◆ EXERCISE AIM: The listing below should be written out again word for word, please.

══ EXCERPTED RECORDS ══

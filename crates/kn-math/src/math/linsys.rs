//! Dense linear-system solver.
//!
//! Gaussian elimination with partial pivoting, sized for the small
//! square systems the balance-equation solve produces. Pivot order
//! depends only on the input matrix, so identical inputs yield
//! bit-identical solutions.

use super::matrix::DenseMatrix;

/// Pivots with absolute value below this are treated as singular.
const SINGULAR_PIVOT_EPS: f64 = 1e-300;

/// Solve A x = b for square A.
///
/// Returns None when A is not square, dimensions mismatch, any input
/// is non-finite, or elimination hits a (numerically) zero pivot.
pub fn solve(a: &DenseMatrix, b: &[f64]) -> Option<Vec<f64>> {
    if !a.is_square() || a.rows() != b.len() {
        return None;
    }
    let n = a.rows();
    if n == 0 {
        return Some(Vec::new());
    }
    if b.iter().any(|v| !v.is_finite()) {
        return None;
    }

    // Augmented working copy [A | b].
    let mut aug = vec![vec![0.0; n + 1]; n];
    for (i, row) in aug.iter_mut().enumerate() {
        let src = a.row(i);
        if src.iter().any(|v| !v.is_finite()) {
            return None;
        }
        row[..n].copy_from_slice(src);
        row[n] = b[i];
    }

    // Forward elimination with partial pivoting.
    for col in 0..n {
        let mut pivot_row = col;
        let mut pivot_mag = aug[col][col].abs();
        for row in col + 1..n {
            let mag = aug[row][col].abs();
            if mag > pivot_mag {
                pivot_row = row;
                pivot_mag = mag;
            }
        }
        if pivot_mag < SINGULAR_PIVOT_EPS {
            return None;
        }
        aug.swap(col, pivot_row);

        let pivot = aug[col][col];
        for row in col + 1..n {
            let factor = aug[row][col] / pivot;
            if factor == 0.0 {
                continue;
            }
            for k in col..=n {
                let delta = factor * aug[col][k];
                aug[row][k] -= delta;
            }
        }
    }

    // Back substitution.
    let mut x = vec![0.0; n];
    for row in (0..n).rev() {
        let mut acc = aug[row][n];
        for col in row + 1..n {
            acc -= aug[row][col] * x[col];
        }
        x[row] = acc / aug[row][row];
        if !x[row].is_finite() {
            return None;
        }
    }
    Some(x)
}

/// Max-norm of A x - b, for checking solution quality in tests.
pub fn residual_norm(a: &DenseMatrix, x: &[f64], b: &[f64]) -> f64 {
    match a.mul_vec(x) {
        Some(ax) if ax.len() == b.len() => ax
            .iter()
            .zip(b)
            .map(|(l, r)| (l - r).abs())
            .fold(0.0, f64::max),
        _ => f64::NAN,
    }
}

═══

◆ RESULT BELOW:
filename crates/kn-math/src/math/linsys.rs
//! Dense linear-system solver.
//!
//! Gaussian elimination with partial pivoting, sized for the small
//! square systems the balance-equation solve produces. Pivot order
//! depends only on the input matrix, so identical inputs yield
//! bit-identical solutions.

use super::matrix::DenseMatrix;

/// Pivots with absolute value below this are treated as singular.
const SINGULAR_PIVOT_EPS: f64 = 1e-300;

/// Solve A x = b for square A.
///
/// Returns None when A is not square, dimensions mismatch, any input
/// is non-finite, or elimination hits a (numerically) zero pivot.
pub fn solve(a: &DenseMatrix, b: &[f64]) -> Option<Vec<f64>> {
    if !a.is_square() || a.rows() != b.len() {
        return None;
    }
    let n = a.rows();
    if n == 0 {
        return Some(Vec::new());
    }
    if b.iter().any(|v| !v.is_finite()) {
        return None;
    }

    // Augmented working copy [A | b].
    let mut aug = vec![vec![0.0; n + 1]; n];
    for (i, row) in aug.iter_mut().enumerate() {
        let src = a.row(i);
        if src.iter().any(|v| !v.is_finite()) {
            return None;
        }
        row[..n].copy_from_slice(src);
        row[n] = b[i];
    }

    // Forward elimination with partial pivoting.
    for col in 0..n {
        let mut pivot_row = col;
        let mut pivot_mag = aug[col][col].abs();
        for row in col + 1..n {
            let mag = aug[row][col].abs();
            if mag > pivot_mag {
                pivot_row = row;
                pivot_mag = mag;
            }
        }
        if pivot_mag < SINGULAR_PIVOT_EPS {
            return None;
        }
        aug.swap(col, pivot_row);

        let pivot = aug[col][col];
        for row in col + 1..n {
            let factor = aug[row][col] / pivot;
            if factor == 0.0 {
                continue;
            }
            for k in col..=n {
                let delta = factor * aug[col][k];
                aug[row][k] -= delta;
            }
        }
    }

    // Back substitution.
    let mut x = vec![0.0; n];
    for row in (0..n).rev() {
        let mut acc = aug[row][n];
        for col in row + 1..n {
            acc -= aug[row][col] * x[col];
        }
        x[row] = acc / aug[row][row];
        if !x[row].is_finite() {
            return None;
        }
    }
    Some(x)
}

/// Max-norm of A x - b, for checking solution quality in tests.
pub fn residual_norm(a: &DenseMatrix, x: &[f64], b: &[f64]) -> f64 {
    match a.mul_vec(x) {
        Some(ax) if ax.len() == b.len() => ax
            .iter()
            .zip(b)
            .map(|(l, r)| (l - r).abs())
            .fold(0.0, f64::max),
        _ => f64::NAN,
    }
}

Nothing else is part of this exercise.